Now you have to understand that EVERY machine has this equal basic structure, independent of the underlying partitions. Every partition you mount gets placed into this one file system tree and bind to one specific directory. So e.g. your /home directory points to the partition sdb1 (which is represented by /dev/sdb1 by the way) while your /boot folder is located at sda1 and the rest of / is in sda2.
You can also just create a new folder like ~/data and bind the partition to this new folder.

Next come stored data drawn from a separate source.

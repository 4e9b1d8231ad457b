//! Read-only reconciled view of local and remote backups
//!
//! The display path: failures talking to the remote service degrade to an
//! empty remote view (logged), because a listing hiccup should not blank
//! the whole page. The upload cycle uses its own strict listing instead.

use std::sync::Arc;

use anyhow::{Context, Result};
use tracing::{debug, warn};

use crate::domain::{reconcile, BackupEntry, LocalBackup, RemoteObject, RemotePath, Slug};
use crate::ports::{IBackupSource, IRemoteStore};
use crate::usecases::tokens::TokenManager;

/// Use case producing the reconciled backup list for display.
pub struct QueryBackupsUseCase {
    backups: Arc<dyn IBackupSource>,
    remote: Arc<dyn IRemoteStore>,
    tokens: Arc<TokenManager>,
    remote_path: RemotePath,
}

impl QueryBackupsUseCase {
    /// Creates a new QueryBackupsUseCase with the required dependencies.
    pub fn new(
        backups: Arc<dyn IBackupSource>,
        remote: Arc<dyn IRemoteStore>,
        tokens: Arc<TokenManager>,
        remote_path: RemotePath,
    ) -> Self {
        Self {
            backups,
            remote,
            tokens,
            remote_path,
        }
    }

    /// Returns the reconciled entries, newest first.
    ///
    /// A missing token or a failed listing yields an empty remote view
    /// rather than an error; an unreadable backup directory propagates.
    pub async fn list(&self) -> Result<Vec<BackupEntry>> {
        let local = self
            .backups
            .scan()
            .await
            .context("Failed to scan local backups")?;

        let remote = self.list_remote_lenient().await;
        Ok(reconcile(&local, &remote))
    }

    /// Looks up one local backup by slug (used when serving an archive for
    /// download).
    pub async fn find_local(&self, slug: &Slug) -> Result<Option<LocalBackup>> {
        let mut local = self
            .backups
            .scan()
            .await
            .context("Failed to scan local backups")?;
        Ok(local.remove(slug))
    }

    /// Lists the remote directory, treating "no token yet" and transport
    /// failures as "nothing remote".
    async fn list_remote_lenient(&self) -> Vec<RemoteObject> {
        if !self.tokens.ensure_token().await {
            debug!("No token; remote view is empty");
            return Vec::new();
        }

        let Some(access_token) = self.tokens.access_token().await else {
            return Vec::new();
        };

        match self.remote.list(&access_token, &self.remote_path).await {
            Ok(objects) => objects,
            Err(e) => {
                warn!(
                    path = %self.remote_path,
                    error = %format!("{e:#}"),
                    "Remote listing failed; showing local view only"
                );
                Vec::new()
            }
        }
    }
}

So for your system you can say the following:

The only two partitions you need are / (the tree root) and swap (which does not get included into the tree). Then all data in any real directory under / would be stored in the root partition.
What you can do now is to take specific directories out of the root partition / and assign their own partition to them. Commonly you do this for /home and sometimes for /boot.

It is easy to do this at install time (select "do something else" when it ask whether it should install instead/alongside other OS and do the partitioning manually), but a bit more difficult to change it later, as you have to manually move the contents from the old directory to the new partition before you bind it. But it is of course possible and - this is the big advantage of this directory system - applications will not see any changes, as they still can access their files as before, because the path (e.g. /home/myusername/.mygame/hiscore) to all files stayed the same.

So what do you exactly want to do now and on which topic do you need further help?